Somut olayda dava; taraflar arasındaki simsarlık sözleşmesi kapsamında teminat olarak düzenlenen senedin bedelsiz olup olmadığı teminat fonksiyonunun devam edip etmediği hususundan kaynaklanmaktadır. Dosya içerisinde yer alan belgelere dayanılarak davacının tacir olmadığı gözetilerek, davacının “tüketici” sıfatını taşıdığı ve senedin teminat senedi olduğu anlaşılmıştır.
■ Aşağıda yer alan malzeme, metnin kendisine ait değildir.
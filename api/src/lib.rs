//! HTTP surface of the contract review backend.
//!
//! REST endpoints under `/api/v3` plus the SSE event stream. Handlers are
//! thin: they resolve the task's entry in the in-process registry, read or
//! mutate graph state through the engine's snapshot/update API, and map
//! store errors to 4xx envelopes. All long work (graph runs, resumes, file
//! ingestion) happens on spawned tasks that report through the session and
//! upload-job stores and the per-task SSE event cache.

pub mod core;
pub mod error_handler;
pub mod recovery;
pub mod routes;
pub mod sse;
pub mod tasks;

use std::sync::Arc;

use axum::Router;
use axum::routing::{get, post};
use tracing::info;

use crate::core::app_state::AppState;

/// Builds the `/api/v3` router over a prepared state.
pub fn router(state: Arc<AppState>) -> Router {
    Router::new()
        .route("/api/v3/review/start", post(routes::review::start_review))
        .route("/api/v3/review/{task_id}/status", get(routes::review::get_status))
        .route(
            "/api/v3/review/{task_id}/pending-diffs",
            get(routes::review::get_pending_diffs),
        )
        .route("/api/v3/review/{task_id}/approve", post(routes::review::approve_diff))
        .route(
            "/api/v3/review/{task_id}/approve-batch",
            post(routes::review::approve_batch),
        )
        .route("/api/v3/review/{task_id}/resume", post(routes::review::resume_review))
        .route("/api/v3/review/{task_id}/run", post(routes::review::run_review))
        .route("/api/v3/review/{task_id}/result", get(routes::review::get_result))
        .route("/api/v3/review/{task_id}/export", post(routes::review::export_redline))
        .route("/api/v3/review/{task_id}/events", get(routes::review::review_events))
        .route("/api/v3/review/{task_id}/upload", post(routes::uploads::upload_document))
        .route("/api/v3/review/{task_id}/uploads", get(routes::uploads::list_uploads))
        .route(
            "/api/v3/review/{task_id}/uploads/{job_id}/retry",
            post(routes::uploads::retry_upload),
        )
        .route("/api/v3/domains", get(routes::domains::list_domains))
        .route("/api/v3/domains/{domain_id}", get(routes::domains::get_domain))
        .route(
            "/api/v3/domains/{domain_id}/checklist",
            get(routes::domains::get_domain_checklist),
        )
        .with_state(state)
}

/// Boots the backend: state from the environment, recovery pass, serve.
pub async fn start() -> Result<(), Box<dyn std::error::Error>> {
    let state = Arc::new(AppState::from_env());
    recovery::recover_on_startup(&state).await;

    let bind_addr = std::env::var("BIND_ADDR").unwrap_or_else(|_| "0.0.0.0:8080".to_string());
    let listener = tokio::net::TcpListener::bind(&bind_addr).await?;
    info!(%bind_addr, "contract review backend listening");
    axum::serve(listener, router(state)).await?;
    Ok(())
}
/// `GET /review/{task_id}/events` — SSE stream. Replays the cached events
/// first, then polls the graph state, deduping already-pushed diff ids, and
/// ends on completion or when the task disappears.
pub async fn review_events(
    State(state): State<Arc<AppState>>,
    Path(task_id): Path<String>,
) -> Response {
    let stream = async_stream::stream! {
        state.tasks.prune().await;
        let mut pushed_diff_ids: HashSet<String> = HashSet::new();
        let mut last_clause_index: Option<usize> = None;

        // Replay events emitted before this client connected.
        if let Some(events) = state.tasks.events_of(&task_id).await {
            for event in events.replay().await {
                if event.event_type == SseEventType::DiffProposed {
                    if let Some(id) = event.data.get("diff_id").and_then(Value::as_str) {
                        pushed_diff_ids.insert(id.to_string());
                    }
                }
                yield Ok::<_, std::convert::Infallible>(event.encode());
            }
        }

        loop {
            let Some(graph) = state.tasks.graph_of(&task_id).await else {
                let (event, data) = sse::review_error("review flow not found");
                yield Ok(sse::format_sse_event(event, &data, None));
                break;
            };
            let snapshot = graph.state_snapshot().await;
            let values = &snapshot.values;

            if last_clause_index != Some(values.current_clause_index) {
                last_clause_index = Some(values.current_clause_index);
                let (event, data) = sse::review_progress(
                    &task_id,
                    values.current_clause_index,
                    values.review_checklist.len(),
                    &values.current_clause_id,
                );
                yield Ok(sse::format_sse_event(event, &data, None));
            }

            if !snapshot.next_nodes.is_empty() && !values.pending_diffs.is_empty() {
                let mut newly_pushed = 0;
                for diff in &values.pending_diffs {
                    if !pushed_diff_ids.insert(diff.diff_id.clone()) {
                        continue;
                    }
                    newly_pushed += 1;
                    let data = serde_json::to_value(diff).unwrap_or_default();
                    yield Ok(sse::format_sse_event(
                        SseEventType::DiffProposed,
                        &data,
                        Some(&diff.diff_id),
                    ));
                }
                if newly_pushed > 0 {
                    let (event, data) =
                        sse::approval_required(&task_id, values.pending_diffs.len());
                    yield Ok(sse::format_sse_event(event, &data, None));
                }
            }

            if values.is_complete {
                state.tasks.mark_completed(&task_id).await;
                let (event, data) = sse::review_complete(&task_id, &values.summary_notes);
                yield Ok(sse::format_sse_event(event, &data, None));
                break;
            }

            tokio::time::sleep(SSE_POLL_INTERVAL).await;
        }
    };

    Response::builder()
        .header(header::CONTENT_TYPE, "text/event-stream")
        .header(header::CACHE_CONTROL, "no-cache")
        .header(header::CONNECTION, "keep-alive")
        .header("X-Accel-Buffering", "no")
        .body(Body::from_stream(stream))
        .unwrap_or_else(|_| Response::new(Body::empty()))
}
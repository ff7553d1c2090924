//! Process-wide domain plugin registry.
//!
//! A domain plugin carries the interfaces the review core consumes for one
//! contract family: the review checklist, baseline texts keyed by clause id,
//! and the parser config matching the family's numbering conventions.
//! Registration happens at startup; lookups are read-mostly.

use std::collections::HashMap;
use std::sync::{LazyLock, RwLock};

use serde::{Deserialize, Serialize};
use tracing::{info, warn};

use crate::document::DocumentParserConfig;
use crate::review::ReviewChecklistItem;

/// One registered contract domain.
#[derive(Debug, Clone, Default, Serialize, Deserialize)]
pub struct DomainPlugin {
    pub domain_id: String,
    pub name: String,
    #[serde(default)]
    pub description: String,
    #[serde(default)]
    pub supported_subtypes: Vec<String>,
    #[serde(default)]
    pub review_checklist: Vec<ReviewChecklistItem>,
    #[serde(default)]
    pub parser_config: Option<DocumentParserConfig>,
    /// Reference wording per clause id, used by comparison skills.
    #[serde(default)]
    pub baseline_texts: HashMap<String, String>,
}

static REGISTRY: LazyLock<RwLock<HashMap<String, DomainPlugin>>> =
    LazyLock::new(|| RwLock::new(HashMap::new()));

/// Registers a plugin, overwriting (with a warning) any existing entry.
pub fn register_domain_plugin(plugin: DomainPlugin) {
    let mut registry = REGISTRY.write().expect("plugin registry poisoned");
    if registry.contains_key(&plugin.domain_id) {
        warn!(domain_id = %plugin.domain_id, "domain plugin re-registered, overwriting");
    }
    info!(domain_id = %plugin.domain_id, name = %plugin.name, "domain plugin registered");
    registry.insert(plugin.domain_id.clone(), plugin);
}

pub fn get_domain_plugin(domain_id: &str) -> Option<DomainPlugin> {
    REGISTRY
        .read()
        .expect("plugin registry poisoned")
        .get(domain_id)
        .cloned()
}

pub fn list_domain_plugins() -> Vec<DomainPlugin> {
    let mut plugins: Vec<_> = REGISTRY
        .read()
        .expect("plugin registry poisoned")
        .values()
        .cloned()
        .collect();
    plugins.sort_by(|a, b| a.domain_id.cmp(&b.domain_id));
    plugins
}

/// Checklist for a domain; empty when the domain is unknown. The subtype is
/// accepted for forward compatibility but does not narrow the list yet.
pub fn get_review_checklist(domain_id: &str, _subtype: Option<&str>) -> Vec<ReviewChecklistItem> {
    get_domain_plugin(domain_id)
        .map(|p| p.review_checklist)
        .unwrap_or_default()
}

pub fn get_baseline_text(domain_id: &str, clause_id: &str) -> Option<String> {
    get_domain_plugin(domain_id)?.baseline_texts.get(clause_id).cloned()
}

pub fn get_parser_config(domain_id: &str) -> DocumentParserConfig {
    get_domain_plugin(domain_id)
        .and_then(|p| p.parser_config)
        .unwrap_or_default()
}

/// Removes every registered plugin. Test hook.
pub fn clear_domain_plugins() {
    REGISTRY.write().expect("plugin registry poisoned").clear();
}

#[cfg(test)]
mod tests {
    use super::*;

    fn plugin(id: &str) -> DomainPlugin {
        DomainPlugin {
            domain_id: id.to_string(),
            name: format!("{id} plugin"),
            baseline_texts: HashMap::from([(
                "14.2".to_string(),
                "baseline wording".to_string(),
            )]),
            ..Default::default()
        }
    }

    #[test]
    fn register_and_lookup() {
        clear_domain_plugins();
        register_domain_plugin(plugin("fidic"));
        assert!(get_domain_plugin("fidic").is_some());
        assert_eq!(
            get_baseline_text("fidic", "14.2").as_deref(),
            Some("baseline wording")
        );
        assert!(get_baseline_text("fidic", "1.1").is_none());
        assert!(get_domain_plugin("unknown").is_none());
        clear_domain_plugins();
    }
}
//! Built-in local skill handlers.
//!
//! Each skill lives in its own module with a typed input/output pair, a pure
//! `prepare_input` constructor building the default input from orchestrator
//! state, and the handler itself. Dispatch is a closed enum.

pub mod assess_deviation;
pub mod clause_context;
pub mod compare_with_baseline;
pub mod cross_reference_check;
pub mod extract_financial_terms;
pub mod load_review_criteria;
pub mod resolve_definition;
pub mod semantic_search;

use serde::de::DeserializeOwned;
use serde::Serialize;
use serde_json::Value;

use contract_model::DocumentStructure;

use crate::dispatcher::SkillDeps;
use crate::errors::SkillError;

/// Closed set of executable handlers.
#[derive(Debug, Clone)]
pub enum SkillHandler {
    ClauseContext,
    ResolveDefinition,
    CompareWithBaseline,
    CrossReferenceCheck,
    ExtractFinancialTerms,
    LoadReviewCriteria,
    AssessDeviation,
    SearchReferenceDoc,
    /// Remote workflow executed through the configured workflow client.
    Remote { workflow_id: String },
}

impl SkillHandler {
    /// Builds the default typed input for this handler from orchestrator
    /// state. The LLM's own arguments are merged over this later, for the
    /// non-internal fields only.
    pub fn prepare_input(
        &self,
        clause_id: &str,
        primary_structure: &DocumentStructure,
        state_snapshot: &Value,
    ) -> Result<Value, SkillError> {
        match self {
            SkillHandler::ClauseContext => {
                to_value(clause_context::prepare_input(clause_id, primary_structure))
            }
            SkillHandler::ResolveDefinition => {
                to_value(resolve_definition::prepare_input(clause_id, primary_structure))
            }
            SkillHandler::CompareWithBaseline => to_value(compare_with_baseline::prepare_input(
                clause_id,
                primary_structure,
                state_snapshot,
            )),
            SkillHandler::CrossReferenceCheck => {
                to_value(cross_reference_check::prepare_input(clause_id, primary_structure))
            }
            SkillHandler::ExtractFinancialTerms => {
                to_value(extract_financial_terms::prepare_input(clause_id, primary_structure))
            }
            SkillHandler::LoadReviewCriteria => to_value(load_review_criteria::prepare_input(
                clause_id,
                primary_structure,
                state_snapshot,
            )),
            SkillHandler::AssessDeviation => to_value(assess_deviation::prepare_input(
                clause_id,
                primary_structure,
                state_snapshot,
            )),
            SkillHandler::SearchReferenceDoc => to_value(semantic_search::prepare_input(
                clause_id,
                primary_structure,
                state_snapshot,
            )),
            // No default shape for remote workflows beyond the clause id.
            SkillHandler::Remote { .. } => Ok(serde_json::json!({ "clause_id": clause_id })),
        }
    }

    /// Executes the handler on an already-prepared input value.
    pub async fn execute(
        &self,
        skill_id: &str,
        input: Value,
        deps: &SkillDeps,
    ) -> Result<Value, SkillError> {
        match self {
            SkillHandler::ClauseContext => {
                to_value(clause_context::get_clause_context(parse(skill_id, input)?))
            }
            SkillHandler::ResolveDefinition => {
                to_value(resolve_definition::resolve_definition(parse(skill_id, input)?))
            }
            SkillHandler::CompareWithBaseline => to_value(
                compare_with_baseline::compare_with_baseline(
                    parse(skill_id, input)?,
                    deps.llm.as_deref(),
                )
                .await,
            ),
            SkillHandler::CrossReferenceCheck => to_value(
                cross_reference_check::cross_reference_check(parse(skill_id, input)?),
            ),
            SkillHandler::ExtractFinancialTerms => to_value(
                extract_financial_terms::extract_financial_terms(parse(skill_id, input)?),
            ),
            SkillHandler::LoadReviewCriteria => to_value(
                load_review_criteria::load_review_criteria(parse(skill_id, input)?),
            ),
            SkillHandler::AssessDeviation => to_value(
                assess_deviation::assess_deviation(parse(skill_id, input)?, deps.llm.as_deref())
                    .await,
            ),
            SkillHandler::SearchReferenceDoc => {
                to_value(semantic_search::search_reference_doc(parse(skill_id, input)?))
            }
            SkillHandler::Remote { workflow_id } => {
                let client = deps.workflow.as_ref().ok_or_else(|| {
                    SkillError::InvalidRegistration {
                        skill_id: skill_id.to_string(),
                        reason: "remote skill without a workflow client".to_string(),
                    }
                })?;
                let run_id = client.submit(workflow_id, &input).await?;
                client.poll(&run_id).await
            }
        }
    }
}

fn parse<T: DeserializeOwned>(skill_id: &str, input: Value) -> Result<T, SkillError> {
    serde_json::from_value(input).map_err(|err| SkillError::InvalidInput {
        skill_id: skill_id.to_string(),
        reason: err.to_string(),
    })
}

fn to_value<T: Serialize>(value: T) -> Result<Value, SkillError> {
    Ok(serde_json::to_value(value)?)
}

/// String field lookup on the state-snapshot projection.
pub(crate) fn snapshot_str(snapshot: &Value, key: &str) -> String {
    snapshot
        .get(key)
        .and_then(Value::as_str)
        .unwrap_or_default()
        .to_string()
}

/// Criteria rows carried by the state-snapshot projection.
pub(crate) fn snapshot_criteria(snapshot: &Value) -> Vec<Value> {
    snapshot
        .get("criteria_data")
        .and_then(Value::as_array)
        .cloned()
        .unwrap_or_default()
}
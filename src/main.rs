use std::error::Error;

use tracing_subscriber::EnvFilter;

#[tokio::main]
async fn main() -> Result<(), Box<dyn Error>> {
    // Load environment variables from .env when present; a missing file is
    // fine in containerized deployments.
    let _ = dotenvy::dotenv();

    tracing_subscriber::fmt()
        .with_env_filter(EnvFilter::try_from_default_env().unwrap_or_else(|_| "info".into()))
        .init();

    api::start().await?;

    Ok(())
}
Bu nedenle somut davada yargılama görevi 6502 sayılı yasanın 73. maddesi uyarınca tüketici mahkemelerine aittir.Mahkemenin görevi dava şartı olduğundan 6100 sayılı HMK’nın 114/1-c ve 115/2 maddeleri uyarınca davanın usulden reddine dair aşağıdaki karar verilmiştir.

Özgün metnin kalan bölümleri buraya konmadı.